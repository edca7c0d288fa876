// Pitch ordinals, melodic direction, and ornament suffixes.
//
// The three leaf encoders of the pattern alphabet:
// - `pitch_ordinal`: diatonic letter + octave -> a single integer used only
//   as a total order key (C4 = 48, A4 = 57). Not an acoustic pitch; there are
//   no accidentals in the source encodings.
// - `direction`: compares two ordinals -> `u` / `d` / `e`.
// - `suffix`: note type + liquescent flag -> `O`, `Q`, `L`, `S`, combinations
//   with a trailing `L`, or nothing.
//
// Used by pattern.rs for every emitted step of a pattern string.

use serde::{Deserialize, Serialize};

/// Semitone offset of a diatonic letter above C. Unknown letters (including
/// multi-character strings) map to 0 rather than failing.
fn diatonic_offset(base: &str) -> i32 {
    match base.to_ascii_uppercase().as_str() {
        "C" => 0,
        "D" => 2,
        "E" => 4,
        "F" => 5,
        "G" => 7,
        "A" => 9,
        "B" => 11,
        _ => 0,
    }
}

/// Map a note letter and octave to a comparable ordinal: `octave * 12 + offset`.
/// Computed in `i64`, so every `i32` octave has an exact ordinal.
pub fn pitch_ordinal(base: &str, octave: i32) -> i64 {
    i64::from(octave) * 12 + i64::from(diatonic_offset(base))
}

/// Melodic motion between two consecutive notes.
#[derive(Debug, Clone, Copy, PartialEq, Eq, Hash, Serialize, Deserialize)]
pub enum Direction {
    Up,
    Down,
    Equal,
}

impl Direction {
    /// The single-letter code used in pattern strings.
    pub fn as_str(self) -> &'static str {
        match self {
            Direction::Up => "u",
            Direction::Down => "d",
            Direction::Equal => "e",
        }
    }
}

/// Classify the motion from ordinal `p1` to ordinal `p2`.
pub fn direction(p1: i64, p2: i64) -> Direction {
    if p2 > p1 {
        Direction::Up
    } else if p2 < p1 {
        Direction::Down
    } else {
        Direction::Equal
    }
}

/// Notated shape of a single note.
#[derive(Debug, Clone, Copy, Default, PartialEq, Eq, Hash, Serialize, Deserialize)]
pub enum NoteType {
    #[default]
    Normal,
    Oriscus,
    Quilisma,
    Liquescent,
    Strophicus,
}

impl NoteType {
    /// Parse the `noteType` string of a source encoding. Anything unrecognized
    /// is treated as a plain note.
    pub fn from_name(name: &str) -> Self {
        match name {
            "Oriscus" => NoteType::Oriscus,
            "Quilisma" => NoteType::Quilisma,
            "Liquescent" => NoteType::Liquescent,
            "Strophicus" => NoteType::Strophicus,
            _ => NoteType::Normal,
        }
    }

    fn code(self) -> &'static str {
        match self {
            NoteType::Normal => "",
            NoteType::Oriscus => "O",
            NoteType::Quilisma => "Q",
            NoteType::Liquescent => "L",
            NoteType::Strophicus => "S",
        }
    }
}

/// Ornament suffix for a note. A liquescent flag adds `L` unless the type
/// code already contains it, so the result never holds `LL`.
pub fn suffix(note_type: NoteType, liquescent: bool) -> String {
    let mut s = String::from(note_type.code());
    if liquescent && !s.contains('L') {
        s.push('L');
    }
    s
}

*HOW TO COMPLETE THIS TASK:* All of the material above is to be repeated exactly.

*OUTPUT FOR THIS TASK:*
repository edca7c0d288fa876
// Pitch ordinals, melodic direction, and ornament suffixes.
//
// The three leaf encoders of the pattern alphabet:
// - `pitch_ordinal`: diatonic letter + octave -> a single integer used only
//   as a total order key (C4 = 48, A4 = 57). Not an acoustic pitch; there are
//   no accidentals in the source encodings.
// - `direction`: compares two ordinals -> `u` / `d` / `e`.
// - `suffix`: note type + liquescent flag -> `O`, `Q`, `L`, `S`, combinations
//   with a trailing `L`, or nothing.
//
// Used by pattern.rs for every emitted step of a pattern string.

use serde::{Deserialize, Serialize};

/// Semitone offset of a diatonic letter above C. Unknown letters (including
/// multi-character strings) map to 0 rather than failing.
fn diatonic_offset(base: &str) -> i32 {
    match base.to_ascii_uppercase().as_str() {
        "C" => 0,
        "D" => 2,
        "E" => 4,
        "F" => 5,
        "G" => 7,
        "A" => 9,
        "B" => 11,
        _ => 0,
    }
}

/// Map a note letter and octave to a comparable ordinal: `octave * 12 + offset`.
/// Computed in `i64`, so every `i32` octave has an exact ordinal.
pub fn pitch_ordinal(base: &str, octave: i32) -> i64 {
    i64::from(octave) * 12 + i64::from(diatonic_offset(base))
}

/// Melodic motion between two consecutive notes.
#[derive(Debug, Clone, Copy, PartialEq, Eq, Hash, Serialize, Deserialize)]
pub enum Direction {
    Up,
    Down,
    Equal,
}

impl Direction {
    /// The single-letter code used in pattern strings.
    pub fn as_str(self) -> &'static str {
        match self {
            Direction::Up => "u",
            Direction::Down => "d",
            Direction::Equal => "e",
        }
    }
}

/// Classify the motion from ordinal `p1` to ordinal `p2`.
pub fn direction(p1: i64, p2: i64) -> Direction {
    if p2 > p1 {
        Direction::Up
    } else if p2 < p1 {
        Direction::Down
    } else {
        Direction::Equal
    }
}

/// Notated shape of a single note.
#[derive(Debug, Clone, Copy, Default, PartialEq, Eq, Hash, Serialize, Deserialize)]
pub enum NoteType {
    #[default]
    Normal,
    Oriscus,
    Quilisma,
    Liquescent,
    Strophicus,
}

impl NoteType {
    /// Parse the `noteType` string of a source encoding. Anything unrecognized
    /// is treated as a plain note.
    pub fn from_name(name: &str) -> Self {
        match name {
            "Oriscus" => NoteType::Oriscus,
            "Quilisma" => NoteType::Quilisma,
            "Liquescent" => NoteType::Liquescent,
            "Strophicus" => NoteType::Strophicus,
            _ => NoteType::Normal,
        }
    }

    fn code(self) -> &'static str {
        match self {
            NoteType::Normal => "",
            NoteType::Oriscus => "O",
            NoteType::Quilisma => "Q",
            NoteType::Liquescent => "L",
            NoteType::Strophicus => "S",
        }
    }
}

/// Ornament suffix for a note. A liquescent flag adds `L` unless the type
/// code already contains it, so the result never holds `LL`.
pub fn suffix(note_type: NoteType, liquescent: bool) -> String {
    let mut s = String::from(note_type.code());
    if liquescent && !s.contains('L') {
        s.push('L');
    }
    s
}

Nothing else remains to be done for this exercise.